January 2009 Meeting Announcement, Delaware Valley Mass Spectrometry Discussion Group
- Topic: "Aerosol Mass Spectrometry: How it works and why atmospheric chemists use it
- Speaker: Murray Johnston (University of Delaware)
- Date: Monday, January 12, 2009. 6:30 PM
- Time: Social Hour: 6:30 PM.
Talk: 7:30 PM.
Please RSVP to John Masucci JMASUCCI@PRDUS.JNJ.COM by Thursday November 6th.
- Place: Department of Chemistry, Villanova University (Room 154, Mendel Hall)
For over a decade, mass spectrometry has been used to determine the chemical composition of airborne particles in real-time, often with concurrent size selection or measurement. This presentation will provide an overview of the burgeoning field of aerosol mass spectrometry. The entire process will be covered from efficient particle sampling into the vacuum of a mass spectrometer, to the acquisition of "raw" chemical composition data through a variety of ionization methods, to the extraction of meaningful information about the air we breathe.

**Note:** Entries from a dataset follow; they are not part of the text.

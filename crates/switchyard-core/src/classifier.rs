//! Static method classification.
//!
//! Maps a JSON-RPC method name to how the middleware admits it. The method
//! sets are fixed when the classifier is built; classification itself is a
//! pure lookup with no side effects.

use std::collections::HashSet;

use switchyard_types::config::QueueConfig;
use switchyard_types::rpc::MethodClass;

/// Classifies methods into [`MethodClass`] variants.
#[derive(Debug, Clone)]
pub struct MethodClassifier {
    confirmation_methods: HashSet<String>,
    network_switch_methods: HashSet<String>,
}

impl Default for MethodClassifier {
    fn default() -> Self {
        Self::from_config(&QueueConfig::default())
    }
}

impl MethodClassifier {
    /// Build a classifier from explicit method sets.
    ///
    /// A method present in both sets is treated as a network-switch request.
    pub fn new<C, S>(confirmation_methods: C, network_switch_methods: S) -> Self
    where
        C: IntoIterator,
        C::Item: Into<String>,
        S: IntoIterator,
        S::Item: Into<String>,
    {
        Self {
            confirmation_methods: confirmation_methods.into_iter().map(Into::into).collect(),
            network_switch_methods: network_switch_methods.into_iter().map(Into::into).collect(),
        }
    }

    /// Build a classifier from the method lists in `queue.yaml`.
    pub fn from_config(config: &QueueConfig) -> Self {
        Self::new(
            config.confirmation_methods.iter().cloned(),
            config.network_switch_methods.iter().cloned(),
        )
    }

    pub fn classify(&self, method: &str) -> MethodClass {
        if self.network_switch_methods.contains(method) {
            MethodClass::IsNetworkSwitchRequest
        } else if self.confirmation_methods.contains(method) {
            MethodClass::RequiresConfirmation
        } else {
            MethodClass::Bypass
        }
    }
}
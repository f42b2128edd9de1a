//! Descriptors handed to the approval channel.

use chrono::{DateTime, Utc};
use serde::{Deserialize, Serialize};
use uuid::Uuid;

use crate::network::{ChainId, NetworkClientId, Origin};

/// Kind of user approval being requested.
#[derive(Debug, Clone, Copy, PartialEq, Eq, Serialize, Deserialize)]
pub enum ApprovalKind {
    /// Switch the selected network before running a confirmation-requiring request.
    #[serde(rename = "wallet_switchEthereumChain")]
    SwitchEthereumChain,
}

/// Details of a proposed network switch, shown to the user for review.
#[derive(Debug, Clone, PartialEq, Eq, Serialize, Deserialize)]
#[serde(rename_all = "camelCase")]
pub struct SwitchChainRequestData {
    /// Chain currently selected.
    pub from_chain_id: ChainId,
    /// Chain the request targets.
    pub to_chain_id: ChainId,
    /// Network client the selection will move to on approval.
    pub to_network_client_id: NetworkClientId,
}

/// A request for user approval.
#[derive(Debug, Clone, PartialEq, Serialize, Deserialize)]
#[serde(rename_all = "camelCase")]
pub struct ApprovalRequest {
    /// Unique identifier, used to accept or reject the request.
    pub id: Uuid,
    /// Origin the approval is requested on behalf of.
    pub origin: Origin,
    /// What is being approved.
    pub kind: ApprovalKind,
    /// Kind-specific details.
    pub request_data: SwitchChainRequestData,
    /// When the request was raised.
    pub requested_at: DateTime<Utc>,
}

impl ApprovalRequest {
    /// Describe a proposed switch from `from` to `to` for `origin`.
    pub fn switch_chain(
        origin: Origin,
        from: ChainId,
        to: ChainId,
        to_network_client_id: NetworkClientId,
    ) -> Self {
        Self {
            id: Uuid::new_v4(),
            origin,
            kind: ApprovalKind::SwitchEthereumChain,
            request_data: SwitchChainRequestData {
                from_chain_id: from,
                to_chain_id: to,
                to_network_client_id,
            },
            requested_at: Utc::now(),
        }
    }
}
//! Request admission for switchyard.
//!
//! Serializes confirmation-requiring JSON-RPC requests so each one runs
//! against the network it was issued for:
//! - **Classifier**: maps a method to bypass, confirmation, or network-switch
//! - **Queue**: global FIFO with a single active slot
//! - **Middleware**: gates queued requests behind an approved network switch
//! - **Pipeline**: the ordered handler chain the middleware is installed in
pub mod classifier;
pub mod middleware;
pub mod pipeline;
pub mod queue;

pub use classifier::MethodClassifier;
pub use middleware::{NetworkSwitchDeps, NetworkSwitchMiddleware};
pub use pipeline::{Next, Pipeline, RpcHandler};
pub use queue::RequestQueue;
//! In-process collaborators for the switchyard middleware.
//!
//! - **Approval**: parks network-switch approvals until a UI decides on them
//! - **Network**: in-memory network directory and switch actuator
pub mod approval;
pub mod network;

pub use approval::ApprovalController;
pub use network::NetworkController;
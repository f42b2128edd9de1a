//! Trait contracts for the collaborators the coordinator depends on.
//!
//! The middleware codes against these interfaces only. Concrete
//! implementations live in `switchyard-channels` or in the embedding host,
//! and tests substitute hand-written mocks.

use std::sync::atomic::{AtomicBool, Ordering};

use async_trait::async_trait;
use tokio::sync::watch;

use crate::approval::ApprovalRequest;
use crate::config::SwitchyardConfig;
use crate::errors::SwitchyardError;
use crate::network::{BuiltInNetwork, ChainId, NetworkClientConfig, NetworkClientId, Origin};

/// Resolves network clients and reports the globally selected network.
#[async_trait]
pub trait NetworkDirectory: Send + Sync {
    /// Look up the configuration of a network client.
    ///
    /// Fails with [`SwitchyardError::NetworkLookup`] if the id is unknown.
    async fn client_config(
        &self,
        id: &NetworkClientId,
    ) -> Result<NetworkClientConfig, SwitchyardError>;

    /// Chain id of the globally selected network.
    async fn selected_chain_id(&self) -> Result<ChainId, SwitchyardError>;
}

/// Asks the user to approve an action.
#[async_trait]
pub trait ApprovalChannel: Send + Sync {
    /// Resolves when the user approves.
    ///
    /// A decline is reported as [`SwitchyardError::ApprovalDeclined`]; any
    /// other error means the channel itself failed.
    async fn request_approval(&self, request: ApprovalRequest) -> Result<(), SwitchyardError>;
}

/// Performs network changes and maintains the origin → network-client mapping.
#[async_trait]
pub trait NetworkSwitchActuator: Send + Sync {
    /// Select a built-in network.
    async fn switch_to_built_in(&self, network: BuiltInNetwork) -> Result<(), SwitchyardError>;

    /// Select a custom network client.
    async fn switch_to_custom(&self, id: &NetworkClientId) -> Result<(), SwitchyardError>;

    /// Associate `origin`'s session with a network client.
    async fn set_network_client_for_origin(
        &self,
        origin: &Origin,
        id: &NetworkClientId,
    ) -> Result<(), SwitchyardError>;
}

/// Feature flag gating admission control. Read once per request.
pub trait QueueingToggle: Send + Sync {
    fn is_queueing_enabled(&self) -> bool;
}

impl QueueingToggle for bool {
    fn is_queueing_enabled(&self) -> bool {
        *self
    }
}

impl QueueingToggle for AtomicBool {
    fn is_queueing_enabled(&self) -> bool {
        self.load(Ordering::Acquire)
    }
}

/// Follows the hot-reloaded configuration.
impl QueueingToggle for watch::Receiver<SwitchyardConfig> {
    fn is_queueing_enabled(&self) -> bool {
        self.borrow().queue.queueing_enabled
    }
}

#[cfg(test)]
mod tests {
    use super::*;

    #[test]
    fn test_atomic_toggle_follows_store() {
        let flag = AtomicBool::new(true);
        assert!(flag.is_queueing_enabled());
        flag.store(false, Ordering::Release);
        assert!(!flag.is_queueing_enabled());
    }

    #[test]
    fn test_watch_toggle_follows_config_updates() {
        let (tx, rx) = watch::channel(SwitchyardConfig::default());
        assert!(rx.is_queueing_enabled());

        let mut updated = SwitchyardConfig::default();
        updated.queue.queueing_enabled = false;
        tx.send(updated).unwrap();
        assert!(!rx.is_queueing_enabled());
    }
}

Approximately equal emphasis will be given to instrumentation and applications, and overlap with my "stand-in" presentation last spring will be minimal.
Murray Johnston received a B.S. in Chemistry from Bucknell University in 1976 and a Ph.D. in Analytical Chemistry from the University of Wisconsin, Madison in 1980. After completing a postdoctoral fellowship at Northwestern University, he began his academic career in 1982 as Assistant/Associate Professor of Chemistry and Fellow of the Cooperative Institute for Research in Environmental Sciences at the University of Colorado, Boulder. In 1990, he moved to the University of Delaware where he is currently Professor of Chemistry. He received a Center for Advanced Study Fellowship in 1999, the Outstanding Scholar Award in the College of Arts and Sciences in 2001, and the American Chemical Society Delaware Section Award in 2002. His research includes applications of mass spectrometry to a wide range of materials from airborne particles, to biological macromolecules, to industrial polymers. This work has led to over 90 peer-reviewed publications and book chapters.